This highlights the importance of portfolio diversification. Even the most compelling investment opportunities can be blown off course by unforeseen circumstances that cause material underperformance relative to the wider stock market.
Similarly, stocks can remain materially undervalued even when their financial performance is strong. Housebuilder Redrow’s modest 3.1pc rise and 1 percentage point underperformance of the FTSE 100 since our May tip mean it now trades on a price-to-earnings ratio of just 10. This is in spite of a booming property market that contributed to a 124pc increase in its pre-tax profits in the 2021 financial year.
Redrow’s underperformance so far shows that investors must remain patient when others do not share their enthusiasm for specific stocks. Meanwhile, a long-term time horizon is required when holdings are in the process of implementing growth plans.
Halfords, which this column rated as a buy in March, is an obvious example. The firm’s interim results showed market share gains across motoring products and upbeat sales trends. Moreover, its recent acquisitions seem to place the firm in a stronger position to deliver long-term growth. Yet its shares, although 9.7pc higher, have outperformed the FTSE 100 by just 0.6 of a percentage point since our tip.
Lessons can also be learnt from successful decisions we made last year. Our advice to purchase BP in August went against the investment tide at the time. The firm’s continued reliance on fossil fuels and the inherent uncertainty of transitioning towards a low-carbon future led many investors to shun the company’s shares.
However, its 10.9pc gain and 7.8 percentage point outperformance of the FTSE 100 since our tip show that a contrarian investment approach is a prerequisite for any investor who seeks to outperform the wider market.
Likewise, the opportunities from buying stocks that have had a relatively disappointing history, but which can capitalise on changing industry trends, are illustrated by our advice to buy Sainsbury’s.

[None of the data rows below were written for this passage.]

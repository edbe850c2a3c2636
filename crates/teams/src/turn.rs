//! One conversational turn: relay a message to the workflow and answer the user.
//!
//! Collaborators sit behind traits so the server wires real HTTP clients and
//! tests wire in-memory fakes.

use std::sync::Arc;

use async_trait::async_trait;
use serde_json::Value;
use thiserror::Error;
use tracing::{debug, info, warn};

use courier_core::config::FeatureConfig;
use courier_core::{unwrap_output, AppConfig, DeliveryFailure, FeedbackTracker};

use crate::activity::Activity;
use crate::enrich::{self, ExtendedIdentity};
use crate::events::EventContext;
use crate::messages::{self, FeedbackSubmission, OutgoingActivity, NO_RESPONSE_TEXT};

pub const FILE_CONSENT_EVENT: &str = "fileConsent/invoke";

#[derive(Debug, Error, Clone, PartialEq, Eq)]
#[error("activity send failed: {0}")]
pub struct SendError(pub String);

#[derive(Debug, Error)]
pub enum TurnError {
    #[error(transparent)]
    Send(#[from] SendError),
    #[error("payload serialization failed: {0}")]
    Payload(#[from] serde_json::Error),
}

#[async_trait]
pub trait WorkflowRelay: Send + Sync {
    /// Posts the enriched payload and returns the normalized `output`, or
    /// `None` when the workflow answered without one.
    async fn relay(&self, payload: &Value, ctx: &EventContext) -> Result<Option<Value>, DeliveryFailure>;
}

#[async_trait]
pub trait ActivitySender: Send + Sync {
    async fn send(&self, inbound: &Activity, reply: OutgoingActivity) -> Result<(), SendError>;
}

#[async_trait]
pub trait AccountLinkProvider: Send + Sync {
    async fn magic_link(&self, activity: &Activity) -> anyhow::Result<String>;
}

#[async_trait]
pub trait IdentityLookup: Send + Sync {
    async fn lookup(&self, activity: &Activity) -> anyhow::Result<ExtendedIdentity>;
}

#[derive(Default)]
pub struct NoopAccountLinkProvider;

#[async_trait]
impl AccountLinkProvider for NoopAccountLinkProvider {
    async fn magic_link(&self, _activity: &Activity) -> anyhow::Result<String> {
        anyhow::bail!("account linking is not configured")
    }
}

#[derive(Default)]
pub struct NoopIdentityLookup;

#[async_trait]
impl IdentityLookup for NoopIdentityLookup {
    async fn lookup(&self, _activity: &Activity) -> anyhow::Result<ExtendedIdentity> {
        Ok(ExtendedIdentity::default())
    }
}

#[derive(Clone, Copy, Debug, PartialEq, Eq)]
pub struct TurnSettings {
    pub feedback_enabled: bool,
    pub tips_enabled: bool,
    pub account_link_enabled: bool,
    pub usage_status_enabled: bool,
}

impl Default for TurnSettings {
    fn default() -> Self {
        Self::from(&AppConfig::default().features)
    }
}

impl From<&FeatureConfig> for TurnSettings {
    fn from(features: &FeatureConfig) -> Self {
        Self {
            feedback_enabled: features.feedback_enabled,
            tips_enabled: features.tips_enabled,
            account_link_enabled: features.account_link_enabled,
            usage_status_enabled: features.usage_status_enabled,
        }
    }
}

#[derive(Clone, Debug, PartialEq, Eq)]
pub enum TurnOutcome {
    FeedbackRecorded { rating: Option<u8> },
    Answered { attachment: bool, feedback_prompted: bool },
    DeliveryFailed(DeliveryFailure),
    Welcomed { members: usize },
    Logged,
    Ignored,
}

pub struct TurnProcessor {
    relay: Arc<dyn WorkflowRelay>,
    sender: Arc<dyn ActivitySender>,
    feedback: Arc<FeedbackTracker>,
    identity: Arc<dyn IdentityLookup>,
    account_link: Arc<dyn AccountLinkProvider>,
    settings: TurnSettings,
}
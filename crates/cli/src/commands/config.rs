use std::env;
use std::fs;
use std::path::{Path, PathBuf};

use courier_core::config::{non_blank_secret, AppConfig, LoadOptions};
use secrecy::SecretString;
use toml::Value;

use super::{CommandResult, EXIT_CONFIG_INVALID};

struct Field {
    key: &'static str,
    env_keys: &'static [&'static str],
    value: String,
}

impl Field {
    fn new(key: &'static str, env_keys: &'static [&'static str], value: impl Into<String>) -> Self {
        Self { key, env_keys, value: value.into() }
    }
}

pub fn run(config_path: Option<&Path>) -> CommandResult {
    let options = LoadOptions { config_path: config_path.map(Path::to_path_buf), ..LoadOptions::default() };
    let config = match AppConfig::load(options) {
        Ok(config) => config,
        Err(error) => {
            return CommandResult::failure("config", "config_validation", error.to_string(), EXIT_CONFIG_INVALID)
        }
    };

    let file_path = detect_config_path(config_path);
    let file_doc = load_config_file_doc(file_path.as_deref());

    let mut lines = vec!["effective config (source precedence: env > file > default):".to_string()];
    lines.extend(
        fields(&config)
            .into_iter()
            .map(|field| {
                let source = field_source(&field, file_doc.as_ref(), file_path.as_deref());
                format!("- {} = {} (source: {source})", field.key, field.value)
            }),
    );

    CommandResult::success(lines.join("\n"))
}

fn fields(config: &AppConfig) -> Vec<Field> {
    vec![
        Field::new("webhook.url", &["COURIER_WEBHOOK_URL"], redact_url(&config.webhook.url)),
        Field::new(
            "webhook.basic_auth_username",
            &["COURIER_WEBHOOK_BASIC_AUTH_USERNAME"],
            config.webhook.basic_auth_username.as_deref().unwrap_or("<unset>"),
        ),
        Field::new(
            "webhook.basic_auth_password",
            &["COURIER_WEBHOOK_BASIC_AUTH_PASSWORD"],
            redact_secret(config.webhook.basic_auth_password.as_ref()),
        ),
        Field::new(
            "webhook.timeout_secs",
            &["COURIER_WEBHOOK_TIMEOUT_SECS"],
            config.webhook.timeout_secs.to_string(),
        ),
        Field::new(
            "upstream.endpoint",
            &["COURIER_UPSTREAM_ENDPOINT"],
            config.upstream.endpoint.as_deref().unwrap_or("<unset>"),
        ),
        Field::new(
            "upstream.api_key",
            &["COURIER_UPSTREAM_API_KEY"],
            redact_secret(config.upstream.api_key.as_ref()),
        ),
        Field::new("upstream.deployment", &["COURIER_UPSTREAM_DEPLOYMENT"], config.upstream.deployment.as_str()),
        Field::new("upstream.api_version", &["COURIER_UPSTREAM_API_VERSION"], config.upstream.api_version.as_str()),
        Field::new(
            "channel.bearer_token",
            &["COURIER_CHANNEL_BEARER_TOKEN"],
            redact_secret(config.channel.bearer_token.as_ref()),
        ),
        Field::new(
            "channel.load_test_mode",
            &["COURIER_CHANNEL_LOAD_TEST_MODE"],
            config.channel.load_test_mode.to_string(),
        ),
        Field::new(
            "features.feedback_enabled",
            &["COURIER_FEATURES_FEEDBACK_ENABLED"],
            config.features.feedback_enabled.to_string(),
        ),
        Field::new(
            "features.tips_enabled",
            &["COURIER_FEATURES_TIPS_ENABLED"],
            config.features.tips_enabled.to_string(),
        ),
        Field::new(
            "features.account_link_enabled",
            &["COURIER_FEATURES_ACCOUNT_LINK_ENABLED"],
            config.features.account_link_enabled.to_string(),
        ),
        Field::new(
            "features.usage_status_enabled",
            &["COURIER_FEATURES_USAGE_STATUS_ENABLED"],
            config.features.usage_status_enabled.to_string(),
        ),
        Field::new(
            "registration.base_url",
            &["COURIER_REGISTRATION_BASE_URL"],
            config.registration.base_url.as_deref().unwrap_or("<unset>"),
        ),
        Field::new(
            "registration.api_user",
            &["COURIER_REGISTRATION_API_USER"],
            config.registration.api_user.as_deref().unwrap_or("<unset>"),
        ),
        Field::new(
            "registration.api_password",
            &["COURIER_REGISTRATION_API_PASSWORD"],
            redact_secret(config.registration.api_password.as_ref()),
        ),
        Field::new(
            "registration.org_uuid",
            &["COURIER_REGISTRATION_ORG_UUID"],
            config.registration.org_uuid.as_deref().unwrap_or("<unset>"),
        ),
        Field::new("server.bind_address", &["COURIER_SERVER_BIND_ADDRESS"], config.server.bind_address.as_str()),
        Field::new("server.port", &["COURIER_SERVER_PORT"], config.server.port.to_string()),
        Field::new("tracing.enabled", &["COURIER_TRACING_ENABLED"], config.tracing.enabled.to_string()),
        Field::new(
            "tracing.project_name",
            &["COURIER_TRACING_PROJECT_NAME"],
            config.tracing.project_name.as_str(),
        ),
        Field::new(
            "logging.level",
            &["COURIER_LOGGING_LEVEL", "COURIER_LOG_LEVEL"],
            config.logging.level.as_str(),
        ),
        Field::new(
            "logging.format",
            &["COURIER_LOGGING_FORMAT", "COURIER_LOG_FORMAT"],
            format!("{:?}", config.logging.format).to_ascii_lowercase(),
        ),
    ]
}

fn detect_config_path(explicit: Option<&Path>) -> Option<PathBuf> {
    if let Some(path) = explicit {
        return path.exists().then(|| path.to_path_buf());
    }

    [PathBuf::from("courier.toml"), PathBuf::from("config/courier.toml")]
        .into_iter()
        .find(|path| path.exists())
}

fn load_config_file_doc(path: Option<&Path>) -> Option<Value> {
    let raw = fs::read_to_string(path?).ok()?;
    raw.parse::<Value>().ok()
}

fn field_source(field: &Field, file_doc: Option<&Value>, file_path: Option<&Path>) -> String {
    if let Some(env_key) = field.env_keys.iter().find(|key| env::var_os(key).is_some()) {
        return format!("env ({env_key})");
    }

    if let Some(doc) = file_doc {
        if contains_path(doc, field.key) {
            let file_path =
                file_path.map(|path| path.display().to_string()).unwrap_or_else(|| "config file".to_string());
            return format!("file ({file_path})");
        }
    }

    "default".to_string()
}

fn contains_path(root: &Value, key_path: &str) -> bool {
    let mut current = root;
    for key in key_path.split('.') {
        let Some(next) = current.get(key) else {
            return false;
        };
        current = next;
    }
    true
}

fn redact_secret(secret: Option<&SecretString>) -> &'static str {
    match (secret, non_blank_secret(secret)) {
        (None, _) => "<unset>",
        (Some(_), None) => "<empty>",
        (Some(_), Some(_)) => "<redacted>",
    }
}

/// Keeps scheme and host; workflow webhook paths usually embed a shared secret.
pub(crate) fn redact_url(url: &str) -> String {
    let trimmed = url.trim();
    let Some((scheme, rest)) = trimmed.split_once("://") else {
        return "<redacted>".to_string();
    };
    match rest.split_once('/') {
        Some((host, path)) if !path.is_empty() => format!("{scheme}://{host}/***"),
        _ => format!("{scheme}://{}", rest.trim_end_matches('/')),
    }
}
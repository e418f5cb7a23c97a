use std::collections::HashMap;
use std::sync::Arc;
use std::time::Duration;

use chrono::{DateTime, Utc};
use core_types::ExploreRecord;
use metrics_exporter_prometheus::PrometheusHandle;
use pending_settlement::PendingExplorationStore;
use price_space::PriceSpace;

pub(crate) type PendingStore = PendingExplorationStore<String, ExploreRecord>;

/// Everything request handlers share, built once at startup.
pub(crate) struct AppContext {
    pub(crate) spaces: HashMap<String, Arc<PriceSpace>>,
    pub(crate) pending: Arc<PendingStore>,
}

impl AppContext {
    pub(crate) fn new(spaces: HashMap<String, Arc<PriceSpace>>) -> Self {
        Self {
            spaces,
            pending: Arc::new(PendingStore::new()),
        }
    }

    pub(crate) fn space(&self, context_hash: &str) -> Option<&Arc<PriceSpace>> {
        self.spaces.get(context_hash)
    }

    /// Parks an accepted exploration until feedback arrives. If none arrives
    /// within `ttl` the exploration is settled as a missed impression.
    pub(crate) fn track_exploration(
        &self,
        request_id: String,
        record: ExploreRecord,
        ttl: Duration,
        space: Arc<PriceSpace>,
    ) {
        self.pending.set(request_id, record, ttl, move |record| {
            metrics::counter!("optimizer.pending.expired").increment(1);
            space.update(&record, false);
        });
    }
}

#[derive(Clone)]
pub(crate) struct AppState {
    pub(crate) ctx: Arc<AppContext>,
    pub(crate) prometheus: Option<PrometheusHandle>,
    pub(crate) started_at: DateTime<Utc>,
}

impl AppState {
    pub(crate) fn new(ctx: Arc<AppContext>, prometheus: Option<PrometheusHandle>) -> Self {
        Self {
            ctx,
            prometheus,
            started_at: Utc::now(),
        }
    }
}
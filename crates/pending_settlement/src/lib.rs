//! Settlement of in-flight explorations.
//!
//! An accepted exploration is parked in a [`PendingExplorationStore`] until
//! either its feedback arrives (explicit `pop`) or its TTL runs out (the entry's
//! expiry callback). Both paths go through the same lock, so every entry is
//! settled exactly once. The TTL itself comes from an
//! [`AdaptiveTimeoutEstimator`] fed with confirmed feedback latencies.

mod store;
mod timeout;

pub use store::{ExpireCallback, PendingExplorationStore};
pub use timeout::{AdaptiveTimeoutEstimator, RECENT_CAPACITY};
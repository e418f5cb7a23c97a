//! Winning-curve calibration: monotone fitters and the per-space loop that
//! drives them.

mod lightgbm;
mod pav;
mod schedule;

use std::path::PathBuf;
use std::sync::Arc;

use core_types::Calibrator;

pub use lightgbm::{LightGbmCalibrator, LightGbmParams};
pub use pav::{isotonic_fit, PoolAdjacentViolators};
pub use schedule::{calibrate_once, spawn_calibration_loop, CalibrationReport, CalibrationSettings};

/// LightGBM when an executable is configured or found on `PATH`, otherwise
/// the in-process isotonic fitter.
pub fn default_calibrator(lightgbm: Option<PathBuf>) -> Arc<dyn Calibrator> {
    let found = match lightgbm {
        Some(path) if path.is_file() => Some(LightGbmCalibrator::new(path)),
        Some(path) => {
            tracing::warn!(path = %path.display(), "configured lightgbm executable not found");
            None
        }
        None => LightGbmCalibrator::from_path(),
    };
    match found {
        Some(cal) => {
            tracing::info!(executable = %cal.executable().display(), "calibrating with lightgbm");
            Arc::new(cal)
        }
        None => {
            tracing::info!("calibrating with in-process isotonic regression");
            Arc::new(PoolAdjacentViolators)
        }
    }
}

We tipped the supermarket, which has struggled for years with no-frills rivals and price-conscious consumers, in March. Encouragingly, its online investment now appears to be bearing fruit. This has contributed to a 19.5pc share price rise and 10.6 percentage point outperformance of the FTSE 100 since our tip. Moreover, its cost-cutting strategy, the development of home-related products and a switch towards digital avenues could pay off in future.
Perhaps the most enduring lesson learnt last year, though, is the “opportunity cost” of holding underperforming stocks. While the FTSE 100 has gained just 3.4pc since we advised readers to avoid fund management firm Abrdn in August, the firm’s shares have fallen by 19.3pc.
Our negative view of the stock was largely based on its high valuation and the challenges faced by active fund managers amid the growing popularity of passive investments. Our experience with Abrdn reinforces the importance of obtaining a margin of safety and purchasing companies in industries with attractive long-term growth prospects.
The process of learning from investment successes and failures is never ending. Indeed, risks such as rising inflation, the pandemic and high valuations among many stocks could cause the market to behave in ways that teach us all new lessons this year.
These events also provide opportunities to use experience gained from events in previous years that, while unlikely to perfectly repeat, should help guide us in what looks likely to be another interesting year for stock market investors.